Many of the students come from homes where drugs and violence are the norm, he said. Frequent phone calls and home visits are necessary to encourage kids to stay focused on their studies. And as often as he can, he takes students out to dinner, and gives some of the needier ones clothes and food.
"I want to broaden their horizons," he said. "I don't want them to progress just for a moment. They need to progress for life."
* For West Philly native Felicia Cooper, 21, volunteering at Overbrook High as a City Year corps member was like a homecoming of sorts.
"I came to City Year because I am from the School District of Philadelphia, so I know some of the challenges as a student that could be faced," said the graduate of Edward W. Bok Technical High School and Lehigh University.
It's for that reason that she dedicates hours working with students pegged as at-risk.
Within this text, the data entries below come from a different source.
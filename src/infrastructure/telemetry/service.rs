//! Telemetry sink trait and log entry types.

use serde::Serialize;
use tracing::{debug, error, info, warn};

/// Severity of a telemetry entry, serialized in lowercase.
#[derive(Debug, Clone, Copy, PartialEq, Eq, Serialize)]
#[serde(rename_all = "lowercase")]
pub enum LogLevel {
    Debug,
    Info,
    Warn,
    Error,
    Fatal,
}

/// One shipped log line.
///
/// Serialized as `{ stack, level, package, message }`, the shape the log
/// collector expects.
#[derive(Debug, Clone, PartialEq, Eq, Serialize)]
pub struct LogEntry {
    #[serde(rename = "stack")]
    pub origin: String,
    pub level: LogLevel,
    #[serde(rename = "package")]
    pub component: String,
    pub message: String,
}

/// Queue state reported by the health endpoint.
#[derive(Debug, Clone, Copy, PartialEq, Eq, Serialize)]
pub struct TelemetryStatus {
    pub enabled: bool,
    pub queued: usize,
    pub capacity: usize,
    pub dropped: u64,
}

/// Fire-and-forget sink for structured log entries.
///
/// Callers never wait on delivery and never observe its failure.
///
/// # Implementations
///
/// - [`crate::infrastructure::telemetry::ChannelTelemetry`] - Bounded queue drained by a shipper task
/// - [`crate::infrastructure::telemetry::NullTelemetry`] - Local `tracing` output only
pub trait TelemetrySink: Send + Sync {
    /// Value of the `stack` field for entries produced by this sink.
    fn origin(&self) -> &str;

    /// Hands an entry to the transport. Must not block.
    fn enqueue(&self, entry: LogEntry);

    fn status(&self) -> TelemetryStatus;

    /// Emits the entry as a `tracing` event and enqueues it for shipping.
    fn log(&self, level: LogLevel, component: &str, message: String) {
        let entry = LogEntry {
            origin: self.origin().to_string(),
            level,
            component: component.to_string(),
            message,
        };
        trace_entry(&entry);
        self.enqueue(entry);
    }
}

fn trace_entry(entry: &LogEntry) {
    let component = entry.component.as_str();
    let message = entry.message.as_str();

    match entry.level {
        LogLevel::Debug => debug!(target: "telemetry", component, "{message}"),
        LogLevel::Info => info!(target: "telemetry", component, "{message}"),
        LogLevel::Warn => warn!(target: "telemetry", component, "{message}"),
        LogLevel::Error | LogLevel::Fatal => {
            error!(target: "telemetry", component, level = ?entry.level, "{message}")
        }
    }
}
She connected with one student in particular, a freshman whose problems with behavior and attendance haven't helped improve her sluggish math and reading skills, she said.
For more than a month, almost every day in the library, the pair sounds out words that the student can't make out and work on her math homework.
"She's fascinated by me because I'm from this neighborhood and I went to college," Cooper said. "She respects me even when she doesn't respect her teachers."
Since she started the one-on-one sessions, Cooper said she's noticed that the girl has been getting better grades.
"Her behavior is still a little shaky, but she's now doing her work [consistently]," Cooper said.
* As for parent Colleen McAllister, whose third-grader attends the high-achieving Kearney School, 6th Street near Fairmount Avenue, in Northern Liberties, making the job of the teacher easier is her way of giving back.
"It's important for parents to be active," she said.
She said she no longer reads to first-graders as she used to, but sits on a committee with the principal, teachers and other parents discussing school policies and budgetary matters.
She also chaperones field trips and organizes fundraisers.
"These teachers are like social workers and parents," she said. "And to help them out in any way I can is wonderful."